Monthly Archives: May 2011

Please Stop Asking Me

My May Resolution: DON’T THINK TOO MUCH.  Relax.  Enjoy Life.  Give yourself at least another 17 days to unwind before you try to figure it all out.

There’s only one problem.

PEOPLE KEEP ASKING ME WHAT I’M GOING TO DO NEXT.

Please, I beg of you.  Stop asking me.  I can’t take it.  I try to answer, but then I get stressed out that I don’t know the answer.  But when you ask me, YOU MAKE ME THINK.

SO, To facilitate the elimination of this conversation from my life (for at least another 17 days), I am providing answers to those frequently asked below.

Q: What are you going to do now that you have a master’s degree?

A: My job.

Q: But you have all this extra time now?  How will you fill it?

A: My job.  Oh, and hiking a LOT MORE.

Q: Will you get a big raise?

A: NO

Q: Not anything at all?

A: No, really.  No raise.

Q: But what about that non-profit cooking class for women on food stamps you want to start?

A: Yes, that’s there in the back of my mind.  Ask me about it in June.  or maybe July.

Q: Won’t you be bored?

A: No.

Q: You could go anywhere now, couldn’t you?

A: Yes.  Please, PLEASE, PUH-LEEEEZE shut up.

Let me make it clear that I love you all for caring.  For your support and excitement about this accomplishment.  But my resolution is to relax, remember?  This is NOT HELPING.

To make this easier, here is a recommended set of ALTERNATIVE questions I encourage you to ask me as well as the answers you can expect from me.

Q: Want to go on a hike?
A: Yes, I’ll meet you in 10 minutes.

Q: Can I come for a visit?
A: I’d love that!
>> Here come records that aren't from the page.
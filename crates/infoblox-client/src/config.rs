//! Infoblox connection settings

use crate::error::InfobloxError;
use std::env;
use std::time::Duration;

/// Default request timeout
pub const DEFAULT_TIMEOUT: Duration = Duration::from_secs(30);

/// Connection settings for an Infoblox grid master
#[derive(Clone)]
pub struct InfobloxConfig {
    /// WAPI base URL including the version, e.g. `https://infoblox.example.com/wapi/v2.7`
    pub host: String,
    pub username: String,
    pub password: String,
    /// Grid masters are commonly reached through self-signed certificates
    pub verify_tls: bool,
    pub timeout: Duration,
}

impl std::fmt::Debug for InfobloxConfig {
    fn fmt(&self, f: &mut std::fmt::Formatter<'_>) -> std::fmt::Result {
        f.debug_struct("InfobloxConfig")
            .field("host", &self.host)
            .field("username", &self.username)
            .field("password", &"<redacted>")
            .field("verify_tls", &self.verify_tls)
            .field("timeout", &self.timeout)
            .finish()
    }
}

impl InfobloxConfig {
    pub fn new(
        host: impl Into<String>,
        username: impl Into<String>,
        password: impl Into<String>,
    ) -> Self {
        Self {
            host: host.into().trim_end_matches('/').to_string(),
            username: username.into(),
            password: password.into(),
            verify_tls: false,
            timeout: DEFAULT_TIMEOUT,
        }
    }

    /// Load configuration from `INFOBLOX_*` environment variables
    ///
    /// Required: `INFOBLOX_HOST`, `INFOBLOX_USERNAME`, `INFOBLOX_PASSWORD`.
    /// Optional: `INFOBLOX_VERIFY_TLS`, `INFOBLOX_TIMEOUT_SECS`.
    pub fn from_env() -> Result<Self, InfobloxError> {
        Self::from_lookup(|key| env::var(key).ok())
    }

    pub fn from_lookup<F>(lookup: F) -> Result<Self, InfobloxError>
    where
        F: Fn(&str) -> Option<String>,
    {
        let required = |key: &str| {
            lookup(key).filter(|v| !v.is_empty()).ok_or_else(|| {
                InfobloxError::Configuration(format!("{} environment variable is required", key))
            })
        };

        let mut config = Self::new(
            required("INFOBLOX_HOST")?,
            required("INFOBLOX_USERNAME")?,
            required("INFOBLOX_PASSWORD")?,
        );

        if let Some(verify) = lookup("INFOBLOX_VERIFY_TLS") {
            config.verify_tls = match verify.trim().to_ascii_lowercase().as_str() {
                "1" | "true" | "yes" | "on" => true,
                "0" | "false" | "no" | "off" => false,
                other => {
                    return Err(InfobloxError::Configuration(format!(
                        "INFOBLOX_VERIFY_TLS must be a boolean, got '{}'",
                        other
                    )));
                }
            };
        }
        if let Some(secs) = lookup("INFOBLOX_TIMEOUT_SECS") {
            let secs = secs.trim().parse::<u64>().map_err(|e| {
                InfobloxError::Configuration(format!(
                    "INFOBLOX_TIMEOUT_SECS must be a number, got '{}': {}",
                    secs, e
                ))
            })?;
            config.timeout = Duration::from_secs(secs);
        }

        Ok(config)
    }

    #[must_use]
    pub fn with_verify_tls(mut self, verify_tls: bool) -> Self {
        self.verify_tls = verify_tls;
        self
    }

    #[must_use]
    pub fn with_timeout(mut self, timeout: Duration) -> Self {
        self.timeout = timeout;
        self
    }
}

#[cfg(test)]
mod tests {
    use super::*;
    use std::collections::HashMap;

    fn lookup(vars: &[(&str, &str)]) -> impl Fn(&str) -> Option<String> {
        let vars: HashMap<String, String> = vars
            .iter()
            .map(|(k, v)| (k.to_string(), v.to_string()))
            .collect();
        move |key| vars.get(key).cloned()
    }

    #[test]
    fn test_from_lookup_defaults() {
        let config = InfobloxConfig::from_lookup(lookup(&[
            ("INFOBLOX_HOST", "https://ib.example.com/wapi/v2.7/"),
            ("INFOBLOX_USERNAME", "reader"),
            ("INFOBLOX_PASSWORD", "pw"),
        ]))
        .unwrap();

        assert_eq!(config.host, "https://ib.example.com/wapi/v2.7");
        assert!(!config.verify_tls);
        assert_eq!(config.timeout, DEFAULT_TIMEOUT);
        assert!(!format!("{:?}", config).contains("pw"));
    }

    #[test]
    fn test_from_lookup_missing_and_invalid() {
        let err = InfobloxConfig::from_lookup(lookup(&[("INFOBLOX_HOST", "h")])).unwrap_err();
        assert!(err.to_string().contains("INFOBLOX_USERNAME"));

        let err = InfobloxConfig::from_lookup(lookup(&[
            ("INFOBLOX_HOST", "h"),
            ("INFOBLOX_USERNAME", "u"),
            ("INFOBLOX_PASSWORD", "p"),
            ("INFOBLOX_VERIFY_TLS", "maybe"),
        ]))
        .unwrap_err();
        assert!(matches!(err, InfobloxError::Configuration(_)));
    }
}
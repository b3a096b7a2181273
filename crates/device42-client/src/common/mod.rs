//! Common utilities for the Device42 API client
//!
//! Provides the authenticated transport shared by all endpoint methods.

pub mod query;

use crate::backoff::FibonacciBackoff;
use crate::config::Device42Config;
use crate::error::Device42Error;
use crate::models::ApiResponse;
use reqwest::{Client, Method, StatusCode};
use serde_json::Value;
use tracing::{debug, warn};

/// Query string or form body as ordered key/value pairs
pub type Params = Vec<(String, String)>;

/// HTTP client wrapper with authentication and retry handling
#[derive(Clone)]
pub struct HttpClient {
    client: Client,
    base_url: String,
    username: String,
    password: String,
    max_retries: u32,
}

impl std::fmt::Debug for HttpClient {
    fn fmt(&self, f: &mut std::fmt::Formatter<'_>) -> std::fmt::Result {
        f.debug_struct("HttpClient")
            .field("base_url", &self.base_url)
            .field("username", &self.username)
            .field("max_retries", &self.max_retries)
            .finish_non_exhaustive()
    }
}

impl HttpClient {
    /// Create a new HTTP client wrapper from a configuration
    pub fn new(config: &Device42Config) -> Result<Self, Device42Error> {
        let client = Client::builder()
            .timeout(config.timeout)
            .danger_accept_invalid_certs(!config.verify_tls)
            .build()
            .map_err(Device42Error::Http)?;

        Ok(Self {
            client,
            base_url: config.host.trim_end_matches('/').to_string(),
            username: config.username.clone(),
            password: config.password.clone(),
            max_retries: config.max_retries,
        })
    }

    /// Get the base URL
    pub fn base_url(&self) -> &str {
        &self.base_url
    }

    /// Build a full URL from a path and query parameters
    pub fn build_url(&self, path: &str, query: &[(String, String)]) -> String {
        let mut url = if path.starts_with("http") {
            path.to_string()
        } else if path.starts_with('/') {
            format!("{}{}", self.base_url, path)
        } else {
            format!("{}/{}", self.base_url, path)
        };

        let query_string = build_query_string(query);
        if !query_string.is_empty() {
            url.push(if url.contains('?') { '&' } else { '?' });
            url.push_str(&query_string);
        }
        url
    }

    /// Send a request and return the decoded JSON body
    ///
    /// Connection failures are retried up to `max_retries` times with a
    /// Fibonacci backoff. POST and PUT responses are unwrapped from their
    /// `{code, msg}` envelope, so callers receive `msg`.
    pub async fn request(
        &self,
        method: Method,
        path: &str,
        query: &[(String, String)],
        form: Option<&[(String, String)]>,
    ) -> Result<Value, Device42Error> {
        let url = self.build_url(path, query);
        let mut backoff = FibonacciBackoff::default();
        let mut attempt = 0;

        let response = loop {
            debug!("{} {}", method, url);

            let mut builder = self
                .client
                .request(method.clone(), &url)
                .basic_auth(&self.username, Some(&self.password))
                .header("Accept", "application/json");
            if let Some(form) = form {
                builder = builder.form(form);
            }

            match builder.send().await.map_err(Device42Error::Http) {
                Ok(response) => break response,
                Err(e) if e.is_retryable() && attempt < self.max_retries => {
                    attempt += 1;
                    let delay = backoff.next_backoff();
                    warn!(
                        "{} {} failed ({}), retrying in {:?} (attempt {}/{})",
                        method, path, e, delay, attempt, self.max_retries
                    );
                    tokio::time::sleep(delay).await;
                }
                Err(e) => return Err(e),
            }
        };

        let status = response.status();
        let body = response.text().await?;

        if !status.is_success() {
            return Err(error_for_status(path, status, body));
        }

        let value = parse_body(&body)?;
        if method == Method::POST || method == Method::PUT {
            return check_return_code(value);
        }
        Ok(value)
    }

    /// Make a GET request
    pub async fn get(&self, path: &str, query: &[(String, String)]) -> Result<Value, Device42Error> {
        self.request(Method::GET, path, query, None).await
    }

    /// Make a form-encoded POST request
    pub async fn post(&self, path: &str, form: &[(String, String)]) -> Result<Value, Device42Error> {
        self.request(Method::POST, path, &[], Some(form)).await
    }

    /// Make a form-encoded PUT request
    pub async fn put(&self, path: &str, form: &[(String, String)]) -> Result<Value, Device42Error> {
        self.request(Method::PUT, path, &[], Some(form)).await
    }

    /// Make a DELETE request
    pub async fn delete(&self, path: &str) -> Result<Value, Device42Error> {
        self.request(Method::DELETE, path, &[], None).await
    }
}

/// Build query string from key/value pairs
pub fn build_query_string(params: &[(String, String)]) -> String {
    params
        .iter()
        .map(|(k, v)| format!("{}={}", urlencoding::encode(k), urlencoding::encode(v)))
        .collect::<Vec<_>>()
        .join("&")
}

/// Map a non-success response onto the error taxonomy
///
/// Device42 reports license problems as 500s whose JSON `msg` names the
/// problem. The backend does not always talk JSON on 500s, in which case the
/// generic status error is returned.
pub fn error_for_status(path: &str, status: StatusCode, body: String) -> Device42Error {
    match status {
        StatusCode::UNAUTHORIZED | StatusCode::FORBIDDEN => {
            Device42Error::Authentication(format!("{} {} - {}", path, status, body))
        }
        StatusCode::NOT_FOUND => {
            Device42Error::NotFound(format!("Resource not found: {} - {}", path, body))
        }
        StatusCode::INTERNAL_SERVER_ERROR => {
            let msg = serde_json::from_str::<Value>(&body).ok().and_then(|v| {
                v.get("msg").and_then(Value::as_str).map(str::to_string)
            });
            match msg {
                Some(msg) if msg.starts_with("License expired") => Device42Error::LicenseExpired(msg),
                Some(msg) if msg.starts_with("License is not valid for") => {
                    Device42Error::LicenseInsufficient(msg)
                }
                _ => Device42Error::Status { status, body },
            }
        }
        _ => Device42Error::Status { status, body },
    }
}

/// Unwrap a POST/PUT `{code, msg}` envelope
pub fn check_return_code(value: Value) -> Result<Value, Device42Error> {
    let envelope: ApiResponse = serde_json::from_value(value.clone()).map_err(|e| {
        Device42Error::UnexpectedResponse(format!("missing return code ({}): {}", e, value))
    })?;
    envelope.into_result()
}

fn parse_body(body: &str) -> Result<Value, Device42Error> {
    if body.trim().is_empty() {
        return Ok(Value::Null);
    }
    serde_json::from_str(body).map_err(|e| {
        Device42Error::UnexpectedResponse(format!(
            "error decoding response body: {} - Response (first 500 chars): {}",
            e,
            body.chars().take(500).collect::<String>()
        ))
    })
}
As long as we don’t talk about what I’m going to do next!

Q: What are you having for dinner?
A: Something awesome, want to join me?

Q: Want to go out for a drink?
A: Yes!

Q: Want to walk your dog?
A: Yes!

Q: Want to help me paint/clean/shop/cook/take care of kids?
A: Sign me up!

Q: Where is the beer?
A:  In the basement.

Thank you for your cooperation.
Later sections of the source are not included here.